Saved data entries
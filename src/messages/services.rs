use sqlx::SqlitePool;
use tracing::info;

use super::models::{ContactMessage, SubmitMessageRequest};
use super::validators::ContactMessageValidator;
use crate::common::{
    clean_optional, generate_id, normalize_email, now_rfc3339, safe_email_log, ApiError,
    EntityPrefix, Validator,
};

const MESSAGE_COLUMNS: &str =
    "id, name, email, phone, subject, message, is_read, created_at, updated_at";

pub struct ContactMessageService {
    db: SqlitePool,
}

impl ContactMessageService {
    pub fn new(db: SqlitePool) -> Self {
        Self { db }
    }

    pub async fn submit(&self, request: SubmitMessageRequest) -> Result<ContactMessage, ApiError> {
        ContactMessageValidator.validate(&request).into_result()?;

        let id = generate_id(EntityPrefix::Message);
        let now = now_rfc3339();
        let email = normalize_email(&request.email);

        sqlx::query(
            r#"
            INSERT INTO contact_messages (id, name, email, phone, subject, message, is_read, created_at, updated_at)
            VALUES (?, ?, ?, ?, ?, ?, 0, ?, ?)
            "#,
        )
        .bind(&id)
        .bind(request.name.trim())
        .bind(&email)
        .bind(clean_optional(request.phone))
        .bind(request.subject.trim())
        .bind(request.message.trim())
        .bind(&now)
        .bind(&now)
        .execute(&self.db)
        .await?;

        info!(message_id = %id, email = %safe_email_log(&email), "Contact message received");
        self.get_message(&id).await
    }

    /// Newest first
    pub async fn list(&self, unread_only: bool) -> Result<Vec<ContactMessage>, ApiError> {
        let messages = sqlx::query_as::<_, ContactMessage>(&format!(
            "SELECT {} FROM contact_messages WHERE (? = 0 OR is_read = 0) ORDER BY created_at DESC",
            MESSAGE_COLUMNS
        ))
        .bind(unread_only)
        .fetch_all(&self.db)
        .await?;

        Ok(messages)
    }

    pub async fn get_message(&self, id: &str) -> Result<ContactMessage, ApiError> {
        sqlx::query_as::<_, ContactMessage>(&format!(
            "SELECT {} FROM contact_messages WHERE id = ?",
            MESSAGE_COLUMNS
        ))
        .bind(id)
        .fetch_optional(&self.db)
        .await?
        .ok_or_else(|| ApiError::NotFound("Message not found".to_string()))
    }

    pub async fn unread_count(&self) -> Result<i64, ApiError> {
        let count = sqlx::query_scalar::<_, i64>(
            "SELECT COUNT(*) FROM contact_messages WHERE is_read = 0",
        )
        .fetch_one(&self.db)
        .await?;

        Ok(count)
    }

    pub async fn set_read(&self, id: &str, is_read: bool) -> Result<ContactMessage, ApiError> {
        let result = sqlx::query("UPDATE contact_messages SET is_read = ?, updated_at = ? WHERE id = ?")
            .bind(is_read)
            .bind(now_rfc3339())
            .bind(id)
            .execute(&self.db)
            .await?;

        if result.rows_affected() == 0 {
            return Err(ApiError::NotFound("Message not found".to_string()));
        }
        self.get_message(id).await
    }

    pub async fn delete(&self, id: &str) -> Result<(), ApiError> {
        let result = sqlx::query("DELETE FROM contact_messages WHERE id = ?")
            .bind(id)
            .execute(&self.db)
            .await?;

        if result.rows_affected() == 0 {
            return Err(ApiError::NotFound("Message not found".to_string()));
        }

        info!(message_id = %id, "Contact message deleted");
        Ok(())
    }
}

__HOW TO COMPLETE THIS TASK__
Write every line of the entries again, word for word.

__PROBLEM SOLUTION__
filename src/messages/services.rs
use sqlx::SqlitePool;
use tracing::info;

use super::models::{ContactMessage, SubmitMessageRequest};
use super::validators::ContactMessageValidator;
use crate::common::{
    clean_optional, generate_id, normalize_email, now_rfc3339, safe_email_log, ApiError,
    EntityPrefix, Validator,
};

const MESSAGE_COLUMNS: &str =
    "id, name, email, phone, subject, message, is_read, created_at, updated_at";

pub struct ContactMessageService {
    db: SqlitePool,
}

impl ContactMessageService {
    pub fn new(db: SqlitePool) -> Self {
        Self { db }
    }

    pub async fn submit(&self, request: SubmitMessageRequest) -> Result<ContactMessage, ApiError> {
        ContactMessageValidator.validate(&request).into_result()?;

        let id = generate_id(EntityPrefix::Message);
        let now = now_rfc3339();
        let email = normalize_email(&request.email);

        sqlx::query(
            r#"
            INSERT INTO contact_messages (id, name, email, phone, subject, message, is_read, created_at, updated_at)
            VALUES (?, ?, ?, ?, ?, ?, 0, ?, ?)
            "#,
        )
        .bind(&id)
        .bind(request.name.trim())
        .bind(&email)
        .bind(clean_optional(request.phone))
        .bind(request.subject.trim())
        .bind(request.message.trim())
        .bind(&now)
        .bind(&now)
        .execute(&self.db)
        .await?;

        info!(message_id = %id, email = %safe_email_log(&email), "Contact message received");
        self.get_message(&id).await
    }

    /// Newest first
    pub async fn list(&self, unread_only: bool) -> Result<Vec<ContactMessage>, ApiError> {
        let messages = sqlx::query_as::<_, ContactMessage>(&format!(
            "SELECT {} FROM contact_messages WHERE (? = 0 OR is_read = 0) ORDER BY created_at DESC",
            MESSAGE_COLUMNS
        ))
        .bind(unread_only)
        .fetch_all(&self.db)
        .await?;

        Ok(messages)
    }

    pub async fn get_message(&self, id: &str) -> Result<ContactMessage, ApiError> {
        sqlx::query_as::<_, ContactMessage>(&format!(
            "SELECT {} FROM contact_messages WHERE id = ?",
            MESSAGE_COLUMNS
        ))
        .bind(id)
        .fetch_optional(&self.db)
        .await?
        .ok_or_else(|| ApiError::NotFound("Message not found".to_string()))
    }

    pub async fn unread_count(&self) -> Result<i64, ApiError> {
        let count = sqlx::query_scalar::<_, i64>(
            "SELECT COUNT(*) FROM contact_messages WHERE is_read = 0",
        )
        .fetch_one(&self.db)
        .await?;

        Ok(count)
    }

    pub async fn set_read(&self, id: &str, is_read: bool) -> Result<ContactMessage, ApiError> {
        let result = sqlx::query("UPDATE contact_messages SET is_read = ?, updated_at = ? WHERE id = ?")
            .bind(is_read)
            .bind(now_rfc3339())
            .bind(id)
            .execute(&self.db)
            .await?;

        if result.rows_affected() == 0 {
            return Err(ApiError::NotFound("Message not found".to_string()));
        }
        self.get_message(id).await
    }

    pub async fn delete(&self, id: &str) -> Result<(), ApiError> {
        let result = sqlx::query("DELETE FROM contact_messages WHERE id = ?")
            .bind(id)
            .execute(&self.db)
            .await?;

        if result.rows_affected() == 0 {
            return Err(ApiError::NotFound("Message not found".to_string()));
        }

        info!(message_id = %id, "Contact message deleted");
        Ok(())
    }
}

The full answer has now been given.